Contexte de l’étude
Pouvoir accéder à la formation professionnelle de son choix pour exercer le métier que l’on a choisi est un des actes des plus contraints de nos sociétés. Ce choix est rendu surtout difficile en raison, d’une part, de l’offre restreinte de formation professionnelle qui pilote le processus d’orientation et, d’autre part, de l’organisation de l’enseignement dans nos pays qui ne donne pas à priori une égalité des chances aux enfants.
Cadre de l’étude
Les TICS et en particulier la FOAD se posent aujourd’hui comme une alternative crédible pour la régulation de l’offre de formation générale professionnelle et technique en donnant une chance égale à tous les exclus du système formel. En quoi la FOAD, et les possibilités d’ouverture de formation qu’ils induisent, permettent-ils d’optimiser les formations surtout professionnelles et techniques dans la perspective de l’égalité des chances entre citoyens ? Quelles sont les conditions d’accès à cette forme particulière d’enseignement-apprentissage pour les jeunes privés de formation en un moment crucial de leur vie ? Quelles mesures politiques, institutionnelles et pédagogiques pour y arriver et quels dispositifs didactiques mettre en œuvre le cas échéant ?
Méthodologie
La méthodologie adoptée s’articule autour de deux points : une analyse sectorielle et une enquête qualitative. L’analyse sectorielle consiste en un diagnostic des éléments structurels, fonctionnels et pédagogiques du système d’enseignement à distance ainsi qu’en l’établissement des options et pistes d’amélioration.

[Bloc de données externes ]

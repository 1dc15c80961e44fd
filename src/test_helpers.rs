//! Test helper factories and mock state builders
//!
//! Provides convenience functions for creating test objects with sensible defaults,
//! and helpers for building a `CatalogState` backed by the in-memory store.
#![allow(dead_code)]

use crate::api::{CatalogState, ServerState};
use crate::books::{
    Book, BookManager, CreateBookRequest, InMemoryBookStore, YearInput,
};
use crate::events::{BookEvent, EventBus, EventEmitter};
use crate::{AuthConfig, UserAccountConfig};
use chrono::Utc;
use std::sync::{Arc, Mutex};
use std::time::Duration;

/// JWT secret shared by every test that signs or checks tokens
pub const TEST_SECRET: &str = "test-secret-key-minimum-32-chars!!";

// ============================================================================
// Mock state builders
// ============================================================================

/// Create a test AuthConfig with the `admin`/`admin` and `demo`/`demo` accounts.
///
/// Tests that use `create_router()` should pass `Some(test_auth_config())`
/// to `test_state` to avoid deny-by-default 403 rejections.
pub fn test_auth_config() -> AuthConfig {
    let user = |name: &str| UserAccountConfig {
        username: name.to_string(),
        // Lowest bcrypt cost keeps the suite fast
        password_hash: bcrypt::hash(name, 4).expect("bcrypt hash should succeed"),
    };
    AuthConfig {
        jwt_secret: TEST_SECRET.to_string(),
        jwt_expiry_secs: 3600,
        secure_cookies: false,
        users: vec![user("admin"), user("demo")],
    }
}

/// Build server state over the seeded in-memory store, wired to a fresh bus.
pub fn test_state(auth_config: Option<AuthConfig>) -> CatalogState {
    let event_bus = Arc::new(EventBus::default());
    let books = Arc::new(BookManager::with_event_emitter(
        Arc::new(InMemoryBookStore::seeded()),
        event_bus.clone(),
    ));
    Arc::new(ServerState {
        books,
        event_bus,
        auth_config,
        ping_interval: Duration::from_secs(30),
    })
}

/// Generate a valid Bearer header value for test requests.
///
/// Returns the full header value: `"Bearer eyJ..."`.
/// Uses the same secret as `test_auth_config()`.
pub fn bearer_token(username: &str) -> String {
    let token = crate::auth::jwt::encode_jwt(username, TEST_SECRET, 3600)
        .expect("test token encoding should succeed");
    format!("Bearer {}", token)
}

// ============================================================================
// Test data factories
// ============================================================================

/// Create a stored-looking book with sensible defaults
pub fn test_book(id: &str, title: &str) -> Book {
    let now = Utc::now();
    Book {
        id: id.to_string(),
        title: title.to_string(),
        author: "Frank Herbert".to_string(),
        isbn: "978-0-441-17271-9".to_string(),
        published_year: 1965,
        genre: "Science Fiction".to_string(),
        created_at: now,
        updated_at: now,
    }
}

/// A valid create payload with the given title
pub fn create_request(title: &str) -> CreateBookRequest {
    CreateBookRequest {
        title: Some(title.to_string()),
        author: Some("Frank Herbert".to_string()),
        isbn: Some("978-0-441-17271-9".to_string()),
        published_year: Some(YearInput::Number(1965)),
        genre: Some("Science Fiction".to_string()),
    }
}

// ============================================================================
// Recording emitter
// ============================================================================

/// An `EventEmitter` that keeps every event it is handed, in order.
#[derive(Default)]
pub struct RecordingEmitter {
    events: Mutex<Vec<BookEvent>>,
}

impl RecordingEmitter {
    pub fn events(&self) -> Vec<BookEvent> {
        self.events.lock().unwrap().clone()
    }
}

impl EventEmitter for RecordingEmitter {
    fn emit(&self, event: BookEvent) {
        self.events.lock().unwrap().push(event);
    }
}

Les principaux éléments à considérer dans cette partie présentant le diagnostic du système et l’analyse des politiques sectorielles dans le domaine de la FOAD et singulièrement en e-Learning sont (i) les caractéristiques du pays (en termes démographiques généraux et scolaires, macro-économiques et budgétaires, socioculturels, politiques et institutionnels), (ii) les flux d’élèves (en termes d’accès et participation, de rendement interne et de disparités dans la fréquentation), (iii) l’efficacité externe et (iv) les coûts et financement. L’ordonnancement de toutes les données à recueillir sera réparti en trois rubriques articulées autour des ressources et des résultats. Les ressources comprendront des données concernant les élèves, les enseignants, les infrastructures (locaux et équipements scolaires). Dans tous les cas, à l’exception des élèves, on opèrera une distinction entre, d’une part, les éléments humains et physiques et, d’autre part, les éléments financiers. Les résultats seront analysés sous plusieurs éclairages tels que les procédures d’évaluation, le devenir des élèves arrivés en fin de cycle ou l’insertion dans la société des sortants.
Résultats attendus
Montrer que la FOAD se pose aujourd’hui dans nos pays, comme une alternative crédible pour offrir à tous les apprenants une égale chance d’accès et de promotion et singulièrement en ce qui concerne la formation professionnelle et technique. Les pays africains, à l’instar des autres pays membres de l’UNESCO, ont pris l’engagement lors du forum mondial de Dakar en 2000 de réaliser l’éducation de qualité pour tous. Élargir de façon équitable l’accès à l’éducation est un véritable défi à relever. L’apprentissage initialement, de façon continue, devient une demande à laquelle l’offre publique doit pouvoir répondre selon des modalités favorisant l’égalité des chances. Eu égard à l’accès au savoir en ligne qui pourrait représenter une chance supplémentaire donnée à des populations défavorisées, des procédures d’apprentissage (FOAD, e-learning)… peuvent être mobilisées et optimisées pour accroître ou acquérir les connaissances de chacun et plus spécialement dans le contexte de l’usage d’outils facilitant l’apprentissage en ligne.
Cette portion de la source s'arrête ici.